**What needs to be done**
Could you transcribe every entry exactly, leaving nothing out?

[Collected data entries]
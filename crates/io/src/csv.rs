// CSV/TSV import

use std::io::Read;
use std::path::Path;

use tallygrid_engine::cell::CellValue;
use tallygrid_engine::sheet::{Row, Sheet};

use crate::headers;

pub fn import(path: &Path) -> Result<Sheet, String> {
    let content = read_file_as_utf8(path)?;
    let delimiter = sniff_delimiter(&content);
    import_from_string(&content, delimiter, sheet_name_for(path))
}

pub fn import_tsv(path: &Path) -> Result<Sheet, String> {
    let content = read_file_as_utf8(path)?;
    import_from_string(&content, b'\t', sheet_name_for(path))
}

fn sheet_name_for(path: &Path) -> String {
    path.file_stem()
        .and_then(|s| s.to_str())
        .unwrap_or("Sheet1")
        .to_string()
}

/// Detect the most likely field delimiter by checking consistency across the first few lines.
///
/// For each candidate (tab, semicolon, comma, pipe), count fields per line. The delimiter
/// that produces the most consistent field count (>1 field) wins.
fn sniff_delimiter(content: &str) -> u8 {
    let candidates: &[u8] = &[b'\t', b';', b',', b'|'];
    let sample_lines: Vec<&str> = content.lines().take(10).collect();

    if sample_lines.is_empty() {
        return b',';
    }

    let mut best = b',';
    let mut best_score = 0u64;

    for &delim in candidates {
        let counts: Vec<usize> = sample_lines
            .iter()
            .map(|line| {
                csv::ReaderBuilder::new()
                    .delimiter(delim)
                    .has_headers(false)
                    .flexible(true)
                    .from_reader(line.as_bytes())
                    .records()
                    .next()
                    .and_then(|r| r.ok())
                    .map(|r| r.len())
                    .unwrap_or(1)
            })
            .collect();

        // Must produce >1 field on the first line to be viable
        if counts.first().copied().unwrap_or(0) <= 1 {
            continue;
        }

        // Score: (number of lines with same field count as line 1) * field_count
        // Higher field count breaks ties — more columns = more likely real delimiter
        let target = counts[0];
        let consistent = counts.iter().filter(|&&c| c == target).count() as u64;
        let score = consistent * target as u64;

        if score > best_score {
            best_score = score;
            best = delim;
        }
    }

    best
}

/// Read file and convert to UTF-8 if needed (handles Windows-1252, Latin-1, etc.)
pub fn read_file_as_utf8(path: &Path) -> Result<String, String> {
    let mut file = std::fs::File::open(path).map_err(|e| e.to_string())?;
    let mut bytes = Vec::new();
    file.read_to_end(&mut bytes).map_err(|e| e.to_string())?;

    // Try UTF-8 first; on failure, recover the buffer from the error
    match String::from_utf8(bytes) {
        Ok(s) => Ok(s),
        Err(e) => {
            let bytes = e.into_bytes();
            // Fall back to Windows-1252 (common for Excel-exported CSVs)
            let (decoded, _, _) = encoding_rs::WINDOWS_1252.decode(&bytes);
            Ok(decoded.into_owned())
        }
    }
}

/// Parse CSV content into one sheet. The first record is the header
/// row; remaining records become header-keyed rows. Cells stay raw text
/// — numeric coercion is the engine's job, at aggregation time.
pub fn import_from_string(content: &str, delimiter: u8, name: String) -> Result<Sheet, String> {
    let mut reader = csv::ReaderBuilder::new()
        .delimiter(delimiter)
        .has_headers(false)
        .flexible(true)
        .from_reader(content.as_bytes());

    let mut records = reader.records();

    let header_record = match records.next() {
        Some(r) => r.map_err(|e| e.to_string())?,
        None => return Ok(Sheet::new(name, Vec::new(), Vec::new())),
    };
    let raw_headers: Vec<String> = header_record.iter().map(|f| f.to_string()).collect();
    let sheet_headers = headers::normalize(&raw_headers);

    let mut rows: Vec<Row> = Vec::new();
    for result in records {
        let record = result.map_err(|e| e.to_string())?;
        let mut row = Row::default();
        for (header, field) in sheet_headers.iter().zip(record.iter()) {
            if !field.is_empty() {
                row.insert(header.clone(), CellValue::Text(field.to_string()));
            }
        }
        rows.push(row);
    }

    Ok(Sheet::new(name, sheet_headers, rows))
}

#[cfg(test)]
mod tests {
    use super::*;

    fn import_str(content: &str) -> Sheet {
        import_from_string(content, sniff_delimiter(content), "test".into()).unwrap()
    }

    #[test]
    fn basic_comma_file() {
        let sheet = import_str("name,amount\nwidget,5\ngadget,3\n");
        assert_eq!(sheet.headers, vec!["name", "amount"]);
        assert_eq!(sheet.row_count(), 2);
        assert_eq!(Sheet::cell(&sheet.rows[0], "name").label(), "widget");
        assert_eq!(Sheet::cell(&sheet.rows[1], "amount").label(), "3");
    }

    #[test]
    fn sniffs_semicolons() {
        assert_eq!(sniff_delimiter("a;b;c\n1;2;3\n"), b';');
        assert_eq!(sniff_delimiter("a\tb\n1\t2\n"), b'\t');
        assert_eq!(sniff_delimiter("a,b\n1,2\n"), b',');
    }

    #[test]
    fn single_column_defaults_to_comma() {
        assert_eq!(sniff_delimiter("justonecolumn\nvalue\n"), b',');
    }

    #[test]
    fn short_rows_leave_cells_missing() {
        let sheet = import_str("a,b,c\n1,2\n");
        assert!(Sheet::cell(&sheet.rows[0], "c").is_blank());
    }

    #[test]
    fn blank_and_duplicate_headers_are_disambiguated() {
        let sheet = import_str("x,,x\n1,2,3\n");
        assert_eq!(sheet.headers, vec!["x", "Column 2", "x (2)"]);
        assert_eq!(Sheet::cell(&sheet.rows[0], "x (2)").label(), "3");
    }

    #[test]
    fn empty_content_yields_empty_sheet() {
        let sheet = import_from_string("", b',', "empty".into()).unwrap();
        assert!(sheet.headers.is_empty());
        assert_eq!(sheet.row_count(), 0);
    }

    #[test]
    fn windows_1252_fallback() {
        let dir = tempfile::tempdir().unwrap();
        let path = dir.path().join("latin.csv");
        // "café" in Windows-1252: e9 is é
        std::fs::write(&path, b"name\ncaf\xe9\n").unwrap();
        let sheet = import(&path).unwrap();
        assert_eq!(Sheet::cell(&sheet.rows[0], "name").label(), "café");
    }

    #[test]
    fn sheet_named_after_file_stem() {
        let dir = tempfile::tempdir().unwrap();
        let path = dir.path().join("returns_q3.csv");
        std::fs::write(&path, "a,b\n1,2\n").unwrap();
        let sheet = import(&path).unwrap();
        assert_eq!(sheet.name, "returns_q3");
    }
}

**Written answer**
filename crates/io/src/csv.rs
// CSV/TSV import

use std::io::Read;
use std::path::Path;

use tallygrid_engine::cell::CellValue;
use tallygrid_engine::sheet::{Row, Sheet};

use crate::headers;

pub fn import(path: &Path) -> Result<Sheet, String> {
    let content = read_file_as_utf8(path)?;
    let delimiter = sniff_delimiter(&content);
    import_from_string(&content, delimiter, sheet_name_for(path))
}

pub fn import_tsv(path: &Path) -> Result<Sheet, String> {
    let content = read_file_as_utf8(path)?;
    import_from_string(&content, b'\t', sheet_name_for(path))
}

fn sheet_name_for(path: &Path) -> String {
    path.file_stem()
        .and_then(|s| s.to_str())
        .unwrap_or("Sheet1")
        .to_string()
}

/// Detect the most likely field delimiter by checking consistency across the first few lines.
///
/// For each candidate (tab, semicolon, comma, pipe), count fields per line. The delimiter
/// that produces the most consistent field count (>1 field) wins.
fn sniff_delimiter(content: &str) -> u8 {
    let candidates: &[u8] = &[b'\t', b';', b',', b'|'];
    let sample_lines: Vec<&str> = content.lines().take(10).collect();

    if sample_lines.is_empty() {
        return b',';
    }

    let mut best = b',';
    let mut best_score = 0u64;

    for &delim in candidates {
        let counts: Vec<usize> = sample_lines
            .iter()
            .map(|line| {
                csv::ReaderBuilder::new()
                    .delimiter(delim)
                    .has_headers(false)
                    .flexible(true)
                    .from_reader(line.as_bytes())
                    .records()
                    .next()
                    .and_then(|r| r.ok())
                    .map(|r| r.len())
                    .unwrap_or(1)
            })
            .collect();

        // Must produce >1 field on the first line to be viable
        if counts.first().copied().unwrap_or(0) <= 1 {
            continue;
        }

        // Score: (number of lines with same field count as line 1) * field_count
        // Higher field count breaks ties — more columns = more likely real delimiter
        let target = counts[0];
        let consistent = counts.iter().filter(|&&c| c == target).count() as u64;
        let score = consistent * target as u64;

        if score > best_score {
            best_score = score;
            best = delim;
        }
    }

    best
}

/// Read file and convert to UTF-8 if needed (handles Windows-1252, Latin-1, etc.)
pub fn read_file_as_utf8(path: &Path) -> Result<String, String> {
    let mut file = std::fs::File::open(path).map_err(|e| e.to_string())?;
    let mut bytes = Vec::new();
    file.read_to_end(&mut bytes).map_err(|e| e.to_string())?;

    // Try UTF-8 first; on failure, recover the buffer from the error
    match String::from_utf8(bytes) {
        Ok(s) => Ok(s),
        Err(e) => {
            let bytes = e.into_bytes();
            // Fall back to Windows-1252 (common for Excel-exported CSVs)
            let (decoded, _, _) = encoding_rs::WINDOWS_1252.decode(&bytes);
            Ok(decoded.into_owned())
        }
    }
}

/// Parse CSV content into one sheet. The first record is the header
/// row; remaining records become header-keyed rows. Cells stay raw text
/// — numeric coercion is the engine's job, at aggregation time.
pub fn import_from_string(content: &str, delimiter: u8, name: String) -> Result<Sheet, String> {
    let mut reader = csv::ReaderBuilder::new()
        .delimiter(delimiter)
        .has_headers(false)
        .flexible(true)
        .from_reader(content.as_bytes());

    let mut records = reader.records();

    let header_record = match records.next() {
        Some(r) => r.map_err(|e| e.to_string())?,
        None => return Ok(Sheet::new(name, Vec::new(), Vec::new())),
    };
    let raw_headers: Vec<String> = header_record.iter().map(|f| f.to_string()).collect();
    let sheet_headers = headers::normalize(&raw_headers);

    let mut rows: Vec<Row> = Vec::new();
    for result in records {
        let record = result.map_err(|e| e.to_string())?;
        let mut row = Row::default();
        for (header, field) in sheet_headers.iter().zip(record.iter()) {
            if !field.is_empty() {
                row.insert(header.clone(), CellValue::Text(field.to_string()));
            }
        }
        rows.push(row);
    }

    Ok(Sheet::new(name, sheet_headers, rows))
}

#[cfg(test)]
mod tests {
    use super::*;

    fn import_str(content: &str) -> Sheet {
        import_from_string(content, sniff_delimiter(content), "test".into()).unwrap()
    }

    #[test]
    fn basic_comma_file() {
        let sheet = import_str("name,amount\nwidget,5\ngadget,3\n");
        assert_eq!(sheet.headers, vec!["name", "amount"]);
        assert_eq!(sheet.row_count(), 2);
        assert_eq!(Sheet::cell(&sheet.rows[0], "name").label(), "widget");
        assert_eq!(Sheet::cell(&sheet.rows[1], "amount").label(), "3");
    }

    #[test]
    fn sniffs_semicolons() {
        assert_eq!(sniff_delimiter("a;b;c\n1;2;3\n"), b';');
        assert_eq!(sniff_delimiter("a\tb\n1\t2\n"), b'\t');
        assert_eq!(sniff_delimiter("a,b\n1,2\n"), b',');
    }

    #[test]
    fn single_column_defaults_to_comma() {
        assert_eq!(sniff_delimiter("justonecolumn\nvalue\n"), b',');
    }

    #[test]
    fn short_rows_leave_cells_missing() {
        let sheet = import_str("a,b,c\n1,2\n");
        assert!(Sheet::cell(&sheet.rows[0], "c").is_blank());
    }

    #[test]
    fn blank_and_duplicate_headers_are_disambiguated() {
        let sheet = import_str("x,,x\n1,2,3\n");
        assert_eq!(sheet.headers, vec!["x", "Column 2", "x (2)"]);
        assert_eq!(Sheet::cell(&sheet.rows[0], "x (2)").label(), "3");
    }

    #[test]
    fn empty_content_yields_empty_sheet() {
        let sheet = import_from_string("", b',', "empty".into()).unwrap();
        assert!(sheet.headers.is_empty());
        assert_eq!(sheet.row_count(), 0);
    }

    #[test]
    fn windows_1252_fallback() {
        let dir = tempfile::tempdir().unwrap();
        let path = dir.path().join("latin.csv");
        // "café" in Windows-1252: e9 is é
        std::fs::write(&path, b"name\ncaf\xe9\n").unwrap();
        let sheet = import(&path).unwrap();
        assert_eq!(Sheet::cell(&sheet.rows[0], "name").label(), "café");
    }

    #[test]
    fn sheet_named_after_file_stem() {
        let dir = tempfile::tempdir().unwrap();
        let path = dir.path().join("returns_q3.csv");
        std::fs::write(&path, "a,b\n1,2\n").unwrap();
        let sheet = import(&path).unwrap();
        assert_eq!(sheet.name, "returns_q3");
    }
}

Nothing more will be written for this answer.